*Exercise brief*: Working from the top of the records below, reproduce each line exactly, ending once you have written the line containing "to orphan rules)".

Source data
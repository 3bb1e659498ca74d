// Error handling for the HTTP layer
// Maps the core error taxonomy onto status codes and the response envelope

use std::fmt::{Display, Formatter};

use actix_web::{HttpResponse, http::StatusCode};
use kvconf_common::KvconfError;

use crate::model::response as common;

// Local wrapper so actix's ResponseError can be implemented
// (Cannot impl foreign trait for foreign type due to orphan rules)
#[derive(Debug)]
pub struct AppError {
    inner: KvconfError,
}

impl Display for AppError {
    fn fmt(&self, f: &mut Formatter<'_>) -> std::fmt::Result {
        write!(f, "{}", self.inner)
    }
}

impl From<KvconfError> for AppError {
    fn from(value: KvconfError) -> Self {
        AppError { inner: value }
    }
}

impl AppError {
    pub fn inner(&self) -> &KvconfError {
        &self.inner
    }

    /// Text reported to the caller
    fn message(&self) -> String {
        match &self.inner {
            KvconfError::UnsupportedMediaType(message)
            | KvconfError::NotFound(message)
            | KvconfError::Conflict(message) => message.clone(),
            other => other.to_string(),
        }
    }
}

impl actix_web::error::ResponseError for AppError {
    fn status_code(&self) -> StatusCode {
        match self.inner {
            KvconfError::Validation(_) => StatusCode::BAD_REQUEST,
            KvconfError::UnsupportedMediaType(_) => StatusCode::UNSUPPORTED_MEDIA_TYPE,
            KvconfError::NotFound(_) => StatusCode::NOT_FOUND,
            KvconfError::Conflict(_) => StatusCode::CONFLICT,
            KvconfError::Backend(_) => StatusCode::BAD_GATEWAY,
            KvconfError::Serialization(_) => StatusCode::INTERNAL_SERVER_ERROR,
            KvconfError::Cancelled(_) => StatusCode::GATEWAY_TIMEOUT,
        }
    }

    fn error_response(&self) -> HttpResponse {
        common::Result::<()>::http_response(
            self.status_code(),
            self.inner.error_code().code,
            self.message(),
            (),
        )
    }
}
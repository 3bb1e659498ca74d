//! Configuration management for the kvconf server
//!
//! Sources, lowest precedence first: `conf/application.yml` (optional),
//! `KVCONF_`-prefixed environment variables (`KVCONF_SERVER__PORT=9000`),
//! then command line flags.

use std::time::Duration;

use anyhow::Context;
use clap::Parser;
use config::{Config, Environment};
use kvconf_store::ConsulKvConfig;

use super::constants::*;
use crate::startup::LoggingConfig;

/// Command line arguments for the server
#[derive(Debug, Parser)]
#[command(name = "kvconf-server", version, about)]
pub struct Cli {
    /// Configuration file
    #[arg(short = 'c', long = "config", default_value = DEFAULT_CONFIG_FILE)]
    pub config: String,
    #[arg(short = 'p', long = "port")]
    pub port: Option<u16>,
    /// Backend type: memory or consul
    #[arg(short = 'b', long = "backend")]
    pub backend: Option<String>,
    #[arg(long = "consul-address")]
    pub consul_address: Option<String>,
}

/// Application configuration loaded from config files, environment and flags
#[derive(Clone, Debug, Default)]
pub struct Configuration {
    pub config: Config,
}

impl Configuration {
    pub fn new() -> anyhow::Result<Self> {
        Self::from_cli(Cli::parse())
    }

    pub fn from_cli(cli: Cli) -> anyhow::Result<Self> {
        let mut config_builder = Config::builder()
            .add_source(config::File::with_name(&cli.config).required(false))
            .add_source(
                Environment::with_prefix(ENV_PREFIX)
                    .prefix_separator("_")
                    .separator("__")
                    .try_parsing(true),
            );

        if let Some(v) = cli.port {
            config_builder = config_builder.set_override(SERVER_PORT, i64::from(v))?;
        }
        if let Some(v) = cli.backend {
            config_builder = config_builder.set_override(BACKEND_TYPE, v)?;
        }
        if let Some(v) = cli.consul_address {
            config_builder = config_builder.set_override(BACKEND_CONSUL_ADDRESS, v)?;
        }

        let app_config = config_builder
            .build()
            .with_context(|| format!("Failed to build configuration from {}", cli.config))?;

        Ok(Configuration { config: app_config })
    }

    // ========================================================================
    // Server Configuration
    // ========================================================================

    pub fn server_address(&self) -> String {
        self.config
            .get_string(SERVER_ADDRESS)
            .unwrap_or(DEFAULT_SERVER_ADDRESS.to_string())
    }

    pub fn server_port(&self) -> u16 {
        self.config
            .get_int(SERVER_PORT)
            .ok()
            .and_then(|v| u16::try_from(v).ok())
            .unwrap_or(DEFAULT_SERVER_PORT)
    }

    pub fn server_workers(&self) -> usize {
        self.config
            .get_int(SERVER_WORKERS)
            .ok()
            .and_then(|v| usize::try_from(v).ok())
            .filter(|v| *v > 0)
            .unwrap_or_else(|| {
                std::thread::available_parallelism()
                    .map(|n| n.get())
                    .unwrap_or(1)
            })
    }

    pub fn request_timeout(&self) -> Duration {
        Duration::from_millis(self.get_u64(SERVER_REQUEST_TIMEOUT_MS, DEFAULT_REQUEST_TIMEOUT_MS))
    }

    pub fn shutdown_timeout(&self) -> Duration {
        Duration::from_secs(self.get_u64(
            SERVER_SHUTDOWN_TIMEOUT_SECS,
            DEFAULT_SHUTDOWN_TIMEOUT_SECS,
        ))
    }

    // ========================================================================
    // Backend Configuration
    // ========================================================================

    pub fn backend_type(&self) -> String {
        self.config
            .get_string(BACKEND_TYPE)
            .map(|v| v.to_lowercase())
            .unwrap_or(BACKEND_MEMORY.to_string())
    }

    pub fn consul_address(&self) -> String {
        resolve_consul_address(
            self.config.get_string(BACKEND_CONSUL_ADDRESS).ok(),
            std::env::var(ENV_CONSUL_HOST).ok(),
            std::env::var(ENV_CONSUL_PORT).ok(),
        )
    }

    pub fn consul_config(&self) -> ConsulKvConfig {
        let mut consul = ConsulKvConfig::new(self.consul_address()).with_timeout_ms(
            self.get_u64(BACKEND_CONSUL_TIMEOUT_MS, DEFAULT_CONSUL_TIMEOUT_MS),
        );
        if let Ok(token) = self.config.get_string(BACKEND_CONSUL_TOKEN)
            && !token.is_empty()
        {
            consul = consul.with_token(token);
        }
        consul
    }

    // ========================================================================
    // Ledger and Group Configuration
    // ========================================================================

    pub fn ledger_ttl(&self) -> Option<Duration> {
        self.config
            .get_int(LEDGER_TTL_SECS)
            .ok()
            .and_then(|v| u64::try_from(v).ok())
            .filter(|v| *v > 0)
            .map(Duration::from_secs)
    }

    pub fn ledger_fail_open(&self) -> bool {
        self.config.get_bool(LEDGER_FAIL_OPEN).unwrap_or(true)
    }

    pub fn cas_max_retries(&self) -> u32 {
        self.config
            .get_int(GROUPS_CAS_MAX_RETRIES)
            .ok()
            .and_then(|v| u32::try_from(v).ok())
            .unwrap_or(kvconf_core::group_repo::DEFAULT_CAS_MAX_RETRIES)
    }

    // ========================================================================
    // Logging Configuration
    // ========================================================================

    pub fn logging_config(&self) -> LoggingConfig {
        LoggingConfig::from_config(
            self.config.get_string(LOGGING_DIR).ok(),
            self.config.get_bool(LOGGING_CONSOLE).unwrap_or(true),
            self.config.get_bool(LOGGING_FILE).unwrap_or(false),
            self.config
                .get_string(LOGGING_LEVEL)
                .unwrap_or("info".to_string()),
        )
        .with_env_overrides()
    }

    fn get_u64(&self, key: &str, default: u64) -> u64 {
        self.config
            .get_int(key)
            .ok()
            .and_then(|v| u64::try_from(v).ok())
            .unwrap_or(default)
    }
}

/// An explicit address wins; otherwise the `DB`/`DBPORT` pair; otherwise the local agent
fn resolve_consul_address(
    configured: Option<String>,
    host: Option<String>,
    port: Option<String>,
) -> String {
    if let Some(address) = configured.filter(|a| !a.is_empty()) {
        return address;
    }
    match host.filter(|h| !h.is_empty()) {
        Some(host) => format!(
            "http://{}:{}",
            host,
            port.filter(|p| !p.is_empty())
                .unwrap_or(DEFAULT_CONSUL_PORT.to_string())
        ),
        None => DEFAULT_CONSUL_ADDRESS.to_string(),
    }
}

#[cfg(test)]
mod tests {
    use super::*;
    use std::io::Write;

    fn cli(config: &str) -> Cli {
        Cli {
            config: config.to_string(),
            port: None,
            backend: None,
            consul_address: None,
        }
    }

    #[test]
    fn test_defaults() {
        let configuration = Configuration::default();
        assert_eq!(configuration.server_address(), "0.0.0.0");
        assert_eq!(configuration.server_port(), 8000);
        assert!(configuration.server_workers() >= 1);
        assert_eq!(configuration.request_timeout(), Duration::from_secs(10));
        assert_eq!(configuration.shutdown_timeout(), Duration::from_secs(10));
        assert_eq!(configuration.backend_type(), "memory");
        assert_eq!(configuration.ledger_ttl(), None);
        assert!(configuration.ledger_fail_open());
        assert_eq!(configuration.cas_max_retries(), 5);
    }

    #[test]
    fn test_missing_file_is_optional() {
        let configuration = Configuration::from_cli(cli("/nonexistent/application.yml")).unwrap();
        assert_eq!(configuration.server_port(), 8000);
    }

    #[test]
    fn test_file_and_cli_overrides() {
        let mut file = tempfile::Builder::new().suffix(".yml").tempfile().unwrap();
        writeln!(
            file,
            "server:\n  port: 9100\n  request_timeout_ms: 250\nbackend:\n  type: consul\n  consul:\n    address: http://consul:8500\n    token: secret\nledger:\n  ttl_secs: 3600\n  fail_open: false\ngroups:\n  cas_max_retries: 9\n"
        )
        .unwrap();
        let path = file.path().to_string_lossy().to_string();

        let configuration = Configuration::from_cli(cli(&path)).unwrap();
        assert_eq!(configuration.server_port(), 9100);
        assert_eq!(configuration.request_timeout(), Duration::from_millis(250));
        assert_eq!(configuration.backend_type(), "consul");
        let consul = configuration.consul_config();
        assert_eq!(consul.address, "http://consul:8500");
        assert_eq!(consul.token.as_deref(), Some("secret"));
        assert_eq!(configuration.ledger_ttl(), Some(Duration::from_secs(3600)));
        assert!(!configuration.ledger_fail_open());
        assert_eq!(configuration.cas_max_retries(), 9);

        let overridden = Configuration::from_cli(Cli {
            port: Some(9200),
            backend: Some("memory".to_string()),
            consul_address: Some("http://other:8500".to_string()),
            ..cli(&path)
        })
        .unwrap();
        assert_eq!(overridden.server_port(), 9200);
        assert_eq!(overridden.backend_type(), "memory");
        assert_eq!(overridden.consul_address(), "http://other:8500");
    }

    #[test]
    fn test_resolve_consul_address() {
        assert_eq!(
            resolve_consul_address(Some("http://a:1".to_string()), Some("db".to_string()), None),
            "http://a:1"
        );
        assert_eq!(
            resolve_consul_address(None, Some("consul".to_string()), Some("8501".to_string())),
            "http://consul:8501"
        );
        assert_eq!(
            resolve_consul_address(None, Some("consul".to_string()), None),
            "http://consul:8500"
        );
        assert_eq!(resolve_consul_address(None, None, None), DEFAULT_CONSUL_ADDRESS);
    }
}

*Reply*:
repository 3bb1e659498ca74d
// Error handling for the HTTP layer
// Maps the core error taxonomy onto status codes and the response envelope

use std::fmt::{Display, Formatter};

use actix_web::{HttpResponse, http::StatusCode};
use kvconf_common::KvconfError;

use crate::model::response as common;

// Local wrapper so actix's ResponseError can be implemented
// (Cannot impl foreign trait for foreign type due to orphan rules)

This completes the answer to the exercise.